Are there long tail bags that tie somehow into the very top of the tail? I want her to still have something to swat flies with, since she does get turned out all day...and I would rather deal with an orange tail and give her turnout all day versus keeping her penned up for the sake of beauty...because above all, she works hard for me and needs her "horsey time"!


----------



## Hoofprints in the Sand (Nov 23, 2008)

Here was the cool looking tail saver I did once ;-)


----------



## blue eyed pony (Jun 20, 2011)

Does she wear a rug? You can get tail bags that velcro into the rug. Usually cotton ones, for use with cotton rugs, but I use a cotton underneath my winter rugs so it doesn't really matter... you can also get canvas ones, but I haven't found a waterproof rug yet that came with the velcro attachment already on it.


----------



## Hoofprints in the Sand (Nov 23, 2008)

No, she'd be too hot...she gets sweaty really easily so I can't even have her in a fly sheet, she would be so sweaty! And with the summer we've been having so far, this heat has been unusually BRUTAL here!!! Ohio normally has averages in the low-mid 80's in the summer, with a day here or there that reaches into the low 90's. But THIS year, it's been constant 90's and NO rain, we're having serious drought issues!!!


----------



## blue eyed pony (Jun 20, 2011)

Hmm, and sweat bleaches them worse than sunlight... my gelding's coat goes rank if he gets too hot in summer.

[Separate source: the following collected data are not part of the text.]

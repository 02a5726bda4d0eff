use crate::config::DensityConfig;
use crate::record::EventRecord;

/// Rendering parameters derived from the point count.
#[derive(Clone, Copy, Debug, PartialEq)]
pub struct DensityParams {
    /// Value treated as fully hot
    pub saturation_threshold: f64,
    pub neighborhood_radius: f64,
    pub blur_radius: f64,
}

#[derive(Clone, Copy, Debug, PartialEq)]
pub struct HeatPoint {
    pub lat: f64,
    pub lon: f64,
    pub intensity: f64,
}

#[derive(Clone, Debug, PartialEq)]
pub struct DensityField {
    pub points: Vec<HeatPoint>,
    pub params: DensityParams,
    /// Largest single-record count, floored to 1
    pub max_single_count: u64,
}

/// Tiered parameters for `n` points. A fixed cap would wash out small sets
/// or clip large ones, so the cap grows with `n`.
pub fn density_params(n: usize, config: &DensityConfig) -> DensityParams {
    let mut tiers = config.tiers.clone();
    tiers.sort_by(|a, b| b.above.cmp(&a.above));

    let saturation_threshold = tiers
        .iter()
        .find(|t| n > t.above)
        .map(|t| t.saturation)
        .unwrap_or(config.base_saturation);

    let neighborhood_radius = if n > config.radius_split {
        config.small_radius
    } else {
        config.large_radius
    };

    DensityParams {
        saturation_threshold,
        neighborhood_radius,
        blur_radius: neighborhood_radius * config.blur_factor,
    }
}

/// Scale every record's count by the batch maximum.
pub fn normalize<'a, I>(records: I, config: &DensityConfig) -> DensityField
where
    I: IntoIterator<Item = &'a EventRecord>,
{
    let records: Vec<&EventRecord> = records.into_iter().collect();

    let mut max_single_count = 0;
    for r in &records {
        max_single_count = max_single_count.max(r.count);
    }
    let max_single_count = max_single_count.max(1);

    let points = records
        .iter()
        .map(|r| HeatPoint {
            lat: r.lat,
            lon: r.lon,
            intensity: r.count as f64 / max_single_count as f64,
        })
        .collect();

    DensityField {
        points,
        params: density_params(records.len(), config),
        max_single_count,
    }
}

#[cfg(test)]
mod tests {
    use super::*;
    use crate::record::EventKind;

    #[test]
    fn test_tier_boundaries() {
        let config = DensityConfig::default();
        let cases = [
            (0, 1.0, 25.0),
            (200, 1.0, 25.0),
            (201, 1.5, 25.0),
            (1000, 1.5, 25.0),
            (1001, 3.0, 25.0),
            (5000, 3.0, 25.0),
            (5001, 5.0, 15.0),
            (15000, 5.0, 15.0),
            (15001, 8.0, 15.0),
        ];
        for (n, saturation, radius) in cases {
            let p = density_params(n, &config);
            assert_eq!(p.saturation_threshold, saturation, "saturation at n={n}");
            assert_eq!(p.neighborhood_radius, radius, "radius at n={n}");
            assert!((p.blur_radius - 0.7 * radius).abs() < 1e-12);
        }
    }

    #[test]
    fn test_intensity_in_unit_interval() {
        let records: Vec<EventRecord> = (1..=50)
            .map(|i| EventRecord::new(1.0, 1.0, i, EventKind::Spawn { species: 1, form: 0, iv: None }))
            .collect();
        let field = normalize(&records, &DensityConfig::default());
        assert_eq!(field.max_single_count, 50);
        assert!(field.points.iter().all(|p| p.intensity > 0.0 && p.intensity <= 1.0));
        assert_eq!(field.points.last().unwrap().intensity, 1.0);
    }

    #[test]
    fn test_all_zero_counts_do_not_divide_by_zero() {
        let records = vec![EventRecord::new(1.0, 1.0, 0, EventKind::Spawn { species: 1, form: 0, iv: None })];
        let field = normalize(&records, &DensityConfig::default());
        assert_eq!(field.max_single_count, 1);
        assert_eq!(field.points[0].intensity, 0.0);
    }
}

Unfortunately I can't think of anything to prevent the bleaching other than stabling her, which you've already said you don't want to do. Seems to me you'll just have to keep dyeing it, or else learn to love the orange.


----------



## Hoofprints in the Sand (Nov 23, 2008)

Yeah that was the plan ;-) I was just interested in the cause of the sun bleaching in my buckskin mare that does NOT occur with some other horses (there's a tri color Paint with a black tail at the barn whose tail stays JET black, along with all the bays!)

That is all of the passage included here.